Ten ways to get pipes ready for winter

That first freeze of winter sometimes takes people by surprise.  Here are 10 ways to protect your home's pipes before and after that first cold snap.
  1. Find the main water shut-off valve and mark it with a tag or paint it red.  The valve will be located where the water supply pipe enters the house.  Look in the basement, garage or outside near one of the faucets.
  2. Test the valve by shutting it off.  Water should not continue flowing through the faucets.
  3. If the valve doesn't work or your house doesn't have one, have a plumber repair or install one.
  4. Before the cold weather hits, disconnect garden hoses and wrap outdoor pipes and faucets with rags, newspapers or other insulation.  Then cover them with plastic and tie-off with string or wire.
  5. If possible, turn off valves inside the house that control exterior faucets.
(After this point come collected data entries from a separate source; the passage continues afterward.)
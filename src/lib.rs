// Memris-core - in-memory column-oriented table engine
// Core library module
//
// The engine stores entities in paged, lazily-allocated columns with a
// per-row seqlock for read/write atomicity, generational row references
// for stale-reference detection, a lock-free free-list for slot reuse, and
// a concurrent primary-key index. Scans push predicates down to the owning
// column and return sorted selections of packed references.

pub mod column;
pub mod encoding;
pub mod error;
pub mod exec;
pub mod refs;
pub mod selection;
pub mod table;
pub mod types;

pub use error::{MemrisError, Result};
pub use refs::{RowRef, NONE_REF};
pub use selection::Selection;
pub use table::typed::TypedTable;
pub use types::{FieldMetadata, Lane, TableMetadata, TypeCode, Value};

/// Maximum rows per page. Page offsets must fit in 16 bits.
pub const MAX_PAGE_SIZE: usize = 65_535;

/// Engine configuration
#[derive(Debug, Clone)]
pub struct EngineConfig {
    pub page_size: usize,
    pub max_pages: usize,
    pub initial_pages: usize,
    pub specialization: bool,
}

impl Default for EngineConfig {
    fn default() -> Self {
        Self {
            page_size: 1024,
            max_pages: 1024,
            initial_pages: 1,
            specialization: true,
        }
    }
}

impl EngineConfig {
    /// Total row capacity implied by the paging parameters.
    pub fn capacity(&self) -> usize {
        self.page_size * self.max_pages
    }

    pub fn validate(&self) -> Result<()> {
        if self.page_size == 0 || self.page_size > MAX_PAGE_SIZE {
            return Err(MemrisError::ArgumentShape(format!(
                "page_size must be in 1..={MAX_PAGE_SIZE}, got {}",
                self.page_size
            )));
        }
        if self.max_pages == 0 {
            return Err(MemrisError::ArgumentShape(
                "max_pages must be positive".to_string(),
            ));
        }
        if self
            .page_size
            .checked_mul(self.max_pages)
            .is_none_or(|capacity| capacity > i32::MAX as usize)
        {
            return Err(MemrisError::ArgumentShape(format!(
                "page_size * max_pages must not exceed {}",
                i32::MAX
            )));
        }
        if self.initial_pages == 0 || self.initial_pages > self.max_pages {
            return Err(MemrisError::ArgumentShape(format!(
                "initial_pages must be in 1..={}, got {}",
                self.max_pages, self.initial_pages
            )));
        }
        Ok(())
    }
}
Then open the faucets and leave them open through the cold months.
  6. In severe cold, drip warm water from the indoor faucet furthest from where the water enters the house.
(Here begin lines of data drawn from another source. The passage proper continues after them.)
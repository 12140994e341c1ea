// Executor specialization.
//
// The hot path must not re-dispatch on type per row. For each
// (column, type-code, operation) triple this registry hands out one
// closure that reads the right lane with the right normalization, built on
// demand and cached per table. With specialization disabled the same
// builders run per call and nothing is cached, which is the generic
// dispatch fallback.

use std::sync::Arc;

use dashmap::DashMap;

use crate::error::{MemrisError, Result};
use crate::refs::{self, RowRef, NONE_REF};
use crate::selection::Selection;
use crate::table::typed::TypedTable;
use crate::types::{
    int_lane_to_value, int_lane_value, long_lane_to_value, long_lane_value, str_lane_value, Lane,
    TypeCode, Value,
};

use super::args::DecodedArg;

/// Operations the registry specializes.
#[derive(Debug, Clone, Copy, PartialEq, Eq, Hash)]
pub enum SpecOp {
    ReadField,
    ReadId,
    ReadGrouping,
    ReadStorage,
    ResolveById,
    ResolveByColumn,
    ScanBetween,
    ScanIn,
}

#[derive(Debug, Clone, Copy, PartialEq, Eq, Hash)]
struct SpecKey {
    column: u32,
    type_code: u8,
    op: SpecOp,
}

impl SpecKey {
    fn new(op: SpecOp, column: usize, type_code: TypeCode) -> Self {
        Self {
            column: column as u32,
            type_code: type_code.code(),
            op,
        }
    }
}

pub type FieldReader = Arc<dyn Fn(&TypedTable, u32) -> Result<Value> + Send + Sync>;
pub type TargetResolver = Arc<dyn Fn(&TypedTable, &Value) -> Result<RowRef> + Send + Sync>;
pub type RangeScanner =
    Arc<dyn Fn(&TypedTable, &DecodedArg, &DecodedArg) -> Result<Selection> + Send + Sync>;
pub type ListScanner = Arc<dyn Fn(&TypedTable, &DecodedArg) -> Result<Selection> + Send + Sync>;

/// Per-table registry of specialized accessors.
pub struct SpecializationCache {
    enabled: bool,
    readers: DashMap<SpecKey, FieldReader>,
    resolvers: DashMap<SpecKey, TargetResolver>,
    range_scanners: DashMap<SpecKey, RangeScanner>,
    list_scanners: DashMap<SpecKey, ListScanner>,
}

impl SpecializationCache {
    pub fn new(enabled: bool) -> Self {
        Self {
            enabled,
            readers: DashMap::new(),
            resolvers: DashMap::new(),
            range_scanners: DashMap::new(),
            list_scanners: DashMap::new(),
        }
    }

    pub fn is_enabled(&self) -> bool {
        self.enabled
    }

    /// Number of cached specializations, across all operation kinds.
    pub fn cached_count(&self) -> usize {
        self.readers.len() + self.resolvers.len() + self.range_scanners.len()
            + self.list_scanners.len()
    }

    fn reader_for(&self, op: SpecOp, column: usize, type_code: TypeCode) -> FieldReader {
        let build = || match op {
            SpecOp::ReadStorage => build_storage_reader(column, type_code),
            _ => build_field_reader(column, type_code),
        };
        if !self.enabled {
            return build();
        }
        self.readers
            .entry(SpecKey::new(op, column, type_code))
            .or_insert_with(build)
            .value()
            .clone()
    }

    /// Logical-typed field read.
    pub fn field_reader(&self, column: usize, type_code: TypeCode) -> FieldReader {
        self.reader_for(SpecOp::ReadField, column, type_code)
    }

    /// Read of the id column, cached under its own operation key.
    pub fn id_reader(&self, column: usize, type_code: TypeCode) -> FieldReader {
        self.reader_for(SpecOp::ReadId, column, type_code)
    }

    /// Grouping-value read used by aggregation consumers.
    pub fn grouping_reader(&self, column: usize, type_code: TypeCode) -> FieldReader {
        self.reader_for(SpecOp::ReadGrouping, column, type_code)
    }

    /// Raw lane-value read, without logical-type reconstruction.
    pub fn storage_reader(&self, column: usize, type_code: TypeCode) -> FieldReader {
        self.reader_for(SpecOp::ReadStorage, column, type_code)
    }

    /// Resolve a target row by primary key.
    pub fn resolver_by_id(&self, column: usize, type_code: TypeCode) -> TargetResolver {
        let build = || build_resolver_by_id(column, type_code);
        if !self.enabled {
            return build();
        }
        self.resolvers
            .entry(SpecKey::new(SpecOp::ResolveById, column, type_code))
            .or_insert_with(build)
            .value()
            .clone()
    }

    /// Resolve a target row by scanning a column for the first match.
    pub fn resolver_by_column(&self, column: usize, type_code: TypeCode) -> TargetResolver {
        let build = || build_resolver_by_column(column, type_code);
        if !self.enabled {
            return build();
        }
        self.resolvers
            .entry(SpecKey::new(SpecOp::ResolveByColumn, column, type_code))
            .or_insert_with(build)
            .value()
            .clone()
    }

    /// Inclusive range scan producing a selection. String lanes have no
    /// range order and are rejected.
    pub fn between_scanner(&self, column: usize, type_code: TypeCode) -> Result<RangeScanner> {
        if type_code.lane() == Lane::Str {
            return Err(MemrisError::UnsupportedOperation(format!(
                "BETWEEN is not applicable to {} columns",
                type_code.name()
            )));
        }
        let build = || build_range_scanner(column, type_code);
        if !self.enabled {
            return Ok(build());
        }
        Ok(self
            .range_scanners
            .entry(SpecKey::new(SpecOp::ScanBetween, column, type_code))
            .or_insert_with(build)
            .value()
            .clone())
    }

    /// IN-list scan producing a selection.
    pub fn in_scanner(&self, column: usize, type_code: TypeCode) -> ListScanner {
        let build = || build_list_scanner(column, type_code);
        if !self.enabled {
            return build();
        }
        self.list_scanners
            .entry(SpecKey::new(SpecOp::ScanIn, column, type_code))
            .or_insert_with(build)
            .value()
            .clone()
    }
}

fn build_field_reader(column: usize, type_code: TypeCode) -> FieldReader {
    match type_code.lane() {
        Lane::Long => Arc::new(move |table, row| {
            let (present, value) = table.read_long_cell(column, row as usize)?;
            Ok(if present {
                long_lane_to_value(value, type_code)
            } else {
                Value::Null
            })
        }),
        Lane::Int => Arc::new(move |table, row| {
            let (present, value) = table.read_int_cell(column, row as usize)?;
            Ok(if present {
                int_lane_to_value(value, type_code)
            } else {
                Value::Null
            })
        }),
        Lane::Str => Arc::new(move |table, row| {
            Ok(table
                .read_string_cell(column, row as usize)?
                .map(Value::Str)
                .unwrap_or(Value::Null))
        }),
    }
}

fn build_storage_reader(column: usize, type_code: TypeCode) -> FieldReader {
    match type_code.lane() {
        Lane::Long => Arc::new(move |table, row| {
            let (present, value) = table.read_long_cell(column, row as usize)?;
            Ok(if present { Value::Long(value) } else { Value::Null })
        }),
        Lane::Int => Arc::new(move |table, row| {
            let (present, value) = table.read_int_cell(column, row as usize)?;
            Ok(if present { Value::Int(value) } else { Value::Null })
        }),
        Lane::Str => Arc::new(move |table, row| {
            Ok(table
                .read_string_cell(column, row as usize)?
                .map(Value::Str)
                .unwrap_or(Value::Null))
        }),
    }
}

fn build_resolver_by_id(column: usize, type_code: TypeCode) -> TargetResolver {
    match type_code.lane() {
        Lane::Str => Arc::new(move |table, key| {
            let Some(key) = str_lane_value(key, type_code, column)? else {
                return Ok(NONE_REF);
            };
            Ok(table.lookup_by_id_str(&key))
        }),
        Lane::Long => Arc::new(move |table, key| {
            let Some(key) = long_lane_value(key, type_code, column)? else {
                return Ok(NONE_REF);
            };
            Ok(table.lookup_by_id(key))
        }),
        Lane::Int => Arc::new(move |table, key| {
            let Some(key) = int_lane_value(key, type_code, column)? else {
                return Ok(NONE_REF);
            };
            Ok(table.lookup_by_id(i64::from(key)))
        }),
    }
}

fn build_resolver_by_column(column: usize, type_code: TypeCode) -> TargetResolver {
    match type_code.lane() {
        Lane::Long => Arc::new(move |table, key| {
            let Some(target) = long_lane_value(key, type_code, column)? else {
                return Ok(NONE_REF);
            };
            Ok(first_ref(table, &table.scan_equals_long(column, target)?))
        }),
        Lane::Int => Arc::new(move |table, key| {
            let Some(target) = int_lane_value(key, type_code, column)? else {
                return Ok(NONE_REF);
            };
            Ok(first_ref(table, &table.scan_equals_int(column, target)?))
        }),
        Lane::Str => Arc::new(move |table, key| {
            let Some(target) = str_lane_value(key, type_code, column)? else {
                return Ok(NONE_REF);
            };
            Ok(first_ref(table, &table.scan_equals_string(column, &target)?))
        }),
    }
}

fn first_ref(table: &TypedTable, rows: &[u32]) -> RowRef {
    rows.first()
        .map(|&row| refs::pack(row, table.row_generation(row as usize)))
        .unwrap_or(NONE_REF)
}

fn build_range_scanner(column: usize, type_code: TypeCode) -> RangeScanner {
    match type_code.lane() {
        Lane::Int => Arc::new(move |table, low, high| {
            let (Some(low), Some(high)) = (low.as_int()?, high.as_int()?) else {
                return Ok(Selection::empty());
            };
            Ok(table.selection_of(&table.scan_between_int(column, low, high)?))
        }),
        // String lanes are rejected before a scanner is built.
        _ => Arc::new(move |table, low, high| {
            let (Some(low), Some(high)) = (low.as_long()?, high.as_long()?) else {
                return Ok(Selection::empty());
            };
            Ok(table.selection_of(&table.scan_between_long(column, low, high)?))
        }),
    }
}

fn build_list_scanner(column: usize, type_code: TypeCode) -> ListScanner {
    match type_code.lane() {
        Lane::Long => Arc::new(move |table, arg| {
            let list = arg.as_long_list()?;
            if list.is_empty() {
                return Ok(Selection::empty());
            }
            Ok(table.selection_of(&table.scan_in_long(column, list)?))
        }),
        Lane::Int => Arc::new(move |table, arg| {
            let list = arg.as_int_list()?;
            if list.is_empty() {
                return Ok(Selection::empty());
            }
            Ok(table.selection_of(&table.scan_in_int(column, list)?))
        }),
        Lane::Str => Arc::new(move |table, arg| {
            let list = arg.as_str_list()?;
            if list.is_empty() {
                return Ok(Selection::empty());
            }
            Ok(table.selection_of(&table.scan_in_string(column, list)?))
        }),
    }
}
  7. If a house is to be unheated for an extended period, turn off the main valve and water heater, then open all the indoor and outdoor faucets to drain the pipes.
  8. If a pipe does freeze, your best choice is to call a plumber.
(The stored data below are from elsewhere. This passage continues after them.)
// Row lifecycle and the per-row seqlock protocol.
//
// A row slot moves Free -> Writing -> Live -> Tombstoned -> Free. Each
// (re)allocation assigns a strictly larger generation, which is how stale
// packed references are detected. The seqlock counter is even when the row
// is stable and odd while a writer holds it; readers retry until they
// observe the same even value on both sides of their read.

use std::sync::atomic::{self, AtomicU64, AtomicUsize, Ordering};

use crate::error::{MemrisError, Result};
use crate::refs::{self, RowRef};

use super::free_list::FreeList;
use super::row_meta::RowMetaPages;
use super::Backoff;

pub struct TableSubstrate {
    page_size: usize,
    capacity: usize,
    next_row_id: AtomicUsize,
    row_count: AtomicUsize,
    global_generation: AtomicU64,
    free_list: FreeList,
    meta: RowMetaPages,
}

impl TableSubstrate {
    pub fn new(page_size: usize, max_pages: usize, initial_pages: usize) -> Self {
        Self {
            page_size,
            capacity: page_size * max_pages,
            next_row_id: AtomicUsize::new(0),
            row_count: AtomicUsize::new(0),
            global_generation: AtomicU64::new(0),
            free_list: FreeList::new(),
            meta: RowMetaPages::new(page_size, max_pages, initial_pages),
        }
    }

    pub fn page_size(&self) -> usize {
        self.page_size
    }

    pub fn capacity(&self) -> usize {
        self.capacity
    }

    /// High-water mark of allocated slots, including tombstoned ones.
    pub fn allocated_count(&self) -> usize {
        self.next_row_id.load(Ordering::Acquire).min(self.capacity)
    }

    /// Live (non-tombstoned) row count.
    pub fn live_count(&self) -> usize {
        self.row_count.load(Ordering::Acquire)
    }

    pub(crate) fn increment_row_count(&self) {
        self.row_count.fetch_add(1, Ordering::AcqRel);
    }

    pub fn current_generation(&self) -> u64 {
        self.global_generation.load(Ordering::Acquire)
    }

    pub fn row_generation(&self, row: usize) -> u64 {
        self.meta.generation(row)
    }

    pub fn is_tombstoned(&self, row: usize) -> bool {
        self.meta.is_tombstoned(row)
    }

    pub fn free_list_len(&self) -> usize {
        self.free_list.approximate_len()
    }

    fn next_generation(&self) -> u64 {
        self.global_generation.fetch_add(1, Ordering::AcqRel) + 1
    }

    /// Claim a row slot: reuse a tombstoned slot from the free-list when
    /// one exists, otherwise bump the high-water mark. Either way the slot
    /// gets a fresh generation and a cleared tombstone.
    pub fn allocate_row(&self) -> Result<(u32, u64)> {
        if let Some(row) = self.free_list.pop() {
            let generation = self.next_generation();
            self.meta.set_generation(row as usize, generation);
            self.meta.clear_tombstone(row as usize);
            return Ok((row, generation));
        }

        let row = self.next_row_id.fetch_add(1, Ordering::AcqRel);
        if row >= self.capacity {
            tracing::warn!(capacity = self.capacity, "row allocation failed: table full");
            return Err(MemrisError::CapacityExceeded {
                capacity: self.capacity,
            });
        }
        let generation = self.next_generation();
        self.meta.set_generation(row, generation);
        self.meta.clear_tombstone(row);
        Ok((row as u32, generation))
    }

    /// Tombstone the row a reference points at. A stale generation is not
    /// an error: the call returns false and has no effect. Returns true
    /// when the row is tombstoned under the reference's generation,
    /// whether this caller or a concurrent one flipped the flag.
    pub fn tombstone(&self, reference: RowRef) -> bool {
        if refs::is_none(reference) {
            return false;
        }
        let row = refs::row_index(reference) as usize;
        if row >= self.allocated_count() {
            return false;
        }
        if refs::gen_tag(self.meta.generation(row)) != refs::generation_tag(reference) {
            return false;
        }
        if self.meta.try_set_tombstone(row) {
            self.row_count.fetch_sub(1, Ordering::AcqRel);
            self.free_list.push(row as u32);
        }
        true
    }

    /// Acquire the row's seqlock for writing. The returned ticket releases
    /// it on drop, so a panic between begin and end still releases.
    pub fn begin_write(&self, row: usize) -> WriteTicket<'_> {
        let cell = self.meta.seqlock_cell(row);
        let mut backoff = Backoff::new();
        loop {
            let current = cell.load(Ordering::Acquire);
            if current & 1 == 1 {
                backoff.spin();
                continue;
            }
            if cell
                .compare_exchange_weak(current, current + 1, Ordering::Acquire, Ordering::Relaxed)
                .is_ok()
            {
                return WriteTicket {
                    substrate: self,
                    row,
                };
            }
            backoff.spin();
        }
    }

    fn end_write(&self, row: usize) {
        self.meta.seqlock_cell(row).fetch_add(1, Ordering::Release);
    }

    /// Run `read` until it observes a stable row: the seqlock must be even
    /// and unchanged across the closure's execution.
    pub fn read_with_seqlock<T>(&self, row: usize, mut read: impl FnMut() -> T) -> T {
        let cell = self.meta.seqlock_cell(row);
        let mut backoff = Backoff::new();
        loop {
            let before = cell.load(Ordering::Acquire);
            if before & 1 == 1 {
                backoff.spin();
                continue;
            }
            let value = read();
            atomic::fence(Ordering::Acquire);
            let after = cell.load(Ordering::Acquire);
            if before == after {
                return value;
            }
            backoff.spin();
        }
    }

    pub fn seqlock_value(&self, row: usize) -> u64 {
        self.meta.seqlock_value(row)
    }
}

/// Scoped seqlock write hold; releases on drop.
pub struct WriteTicket<'a> {
    substrate: &'a TableSubstrate,
    row: usize,
}

impl Drop for WriteTicket<'_> {
    fn drop(&mut self) {
        self.substrate.end_write(self.row);
    }
}

#[cfg(test)]
mod tests {
    use super::*;
    use crate::refs::pack;
    use std::sync::Arc;
    use std::thread;

    fn substrate() -> TableSubstrate {
        TableSubstrate::new(8, 4, 1)
    }

    #[test]
    fn test_allocate_assigns_fresh_generations() {
        let s = substrate();
        let (r0, g0) = s.allocate_row().unwrap();
        let (r1, g1) = s.allocate_row().unwrap();
        assert_eq!((r0, r1), (0, 1));
        assert!(g1 > g0);
        assert_eq!(s.allocated_count(), 2);
        assert_eq!(s.row_generation(0), g0);
        assert_eq!(s.current_generation(), g1);
    }

    #[test]
    fn test_capacity_exceeded() {
        let s = TableSubstrate::new(2, 2, 1);
        for _ in 0..4 {
            s.allocate_row().unwrap();
        }
        assert!(matches!(
            s.allocate_row(),
            Err(MemrisError::CapacityExceeded { capacity: 4 })
        ));
    }

    #[test]
    fn test_tombstone_and_reuse() {
        let s = substrate();
        let (row, generation) = s.allocate_row().unwrap();
        s.increment_row_count();
        let reference = pack(row, generation);

        assert!(s.tombstone(reference));
        assert!(s.is_tombstoned(row as usize));
        assert_eq!(s.live_count(), 0);
        assert_eq!(s.free_list_len(), 1);

        // Second call observes the existing flag and still reports success.
        assert!(s.tombstone(reference));
        assert_eq!(s.live_count(), 0);

        let (reused, new_generation) = s.allocate_row().unwrap();
        assert_eq!(reused, row);
        assert!(new_generation > generation);
        assert!(!s.is_tombstoned(row as usize));

        // The old reference is stale now.
        assert!(!s.tombstone(reference));
    }

    #[test]
    fn test_tombstone_rejects_wrong_generation() {
        let s = substrate();
        let (row, generation) = s.allocate_row().unwrap();
        assert!(!s.tombstone(pack(row, generation + 1)));
        assert!(!s.tombstone(pack(7, 1)));
        assert!(!s.tombstone(crate::refs::NONE_REF));
    }

    #[test]
    fn test_seqlock_write_read() {
        let s = substrate();
        let (row, _) = s.allocate_row().unwrap();
        {
            let _ticket = s.begin_write(row as usize);
            assert_eq!(s.seqlock_value(row as usize) & 1, 1);
        }
        assert_eq!(s.seqlock_value(row as usize) & 1, 0);
        assert_eq!(s.seqlock_value(row as usize), 2);

        let value = s.read_with_seqlock(row as usize, || 41 + 1);
        assert_eq!(value, 42);
    }

    #[test]
    fn test_seqlock_excludes_concurrent_writers() {
        let s = Arc::new(substrate());
        let (row, _) = s.allocate_row().unwrap();
        let shared = Arc::new(AtomicU64::new(0));

        let mut handles = vec![];
        for _ in 0..4 {
            let s = s.clone();
            let shared = shared.clone();
            handles.push(thread::spawn(move || {
                for _ in 0..1_000 {
                    let _ticket = s.begin_write(row as usize);
                    let v = shared.load(Ordering::Relaxed);
                    shared.store(v + 1, Ordering::Relaxed);
                }
            }));
        }
        for handle in handles {
            handle.join().unwrap();
        }
        // Mutual exclusion makes the unguarded increment exact.
        assert_eq!(shared.load(Ordering::Relaxed), 4_000);
        assert_eq!(s.seqlock_value(row as usize), 8_000);
    }

    #[test]
    fn test_read_with_seqlock_sees_consistent_pairs() {
        let s = Arc::new(substrate());
        let (row, _) = s.allocate_row().unwrap();
        let a = Arc::new(AtomicU64::new(0));
        let b = Arc::new(AtomicU64::new(0));

        let writer = {
            let s = s.clone();
            let a = a.clone();
            let b = b.clone();
            thread::spawn(move || {
                for i in 1..=5_000u64 {
                    let _ticket = s.begin_write(row as usize);
                    a.store(i, Ordering::Relaxed);
                    b.store(i * 2, Ordering::Relaxed);
                }
            })
        };

        let reader = {
            let s = s.clone();
            thread::spawn(move || {
                for _ in 0..5_000 {
                    let (x, y) = s.read_with_seqlock(row as usize, || {
                        (a.load(Ordering::Relaxed), b.load(Ordering::Relaxed))
                    });
                    assert_eq!(y, x * 2, "torn read: a={x}, b={y}");
                }
            })
        };

        writer.join().unwrap();
        reader.join().unwrap();
    }

    #[test]
    fn test_concurrent_allocation_is_unique() {
        let s = Arc::new(TableSubstrate::new(64, 32, 1));
        let mut handles = vec![];
        for _ in 0..8 {
            let s = s.clone();
            handles.push(thread::spawn(move || {
                let mut rows = Vec::new();
                for _ in 0..200 {
                    rows.push(s.allocate_row().unwrap().0);
                }
                rows
            }));
        }
        let mut seen = std::collections::HashSet::new();
        for handle in handles {
            for row in handle.join().unwrap() {
                assert!(seen.insert(row), "row {row} allocated twice");
            }
        }
        assert_eq!(seen.len(), 1_600);
    }
}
  9. One do-it-yourself option that works in some circumstances is to wrap the frozen pipe or faucet with rags and pour hot water over the rags until water is flowing again. Then remove the wet rags and re-wrap the pipes with dry insulation.
  10. If a pipe breaks, immediately shut off the main valve and call a plumber. If you can't get the water to shut off, call the water company. Ask them to send someone out to turn off the water at the meter. Warning: This will probably cost you a service charge and may take awhile for workers to arrive.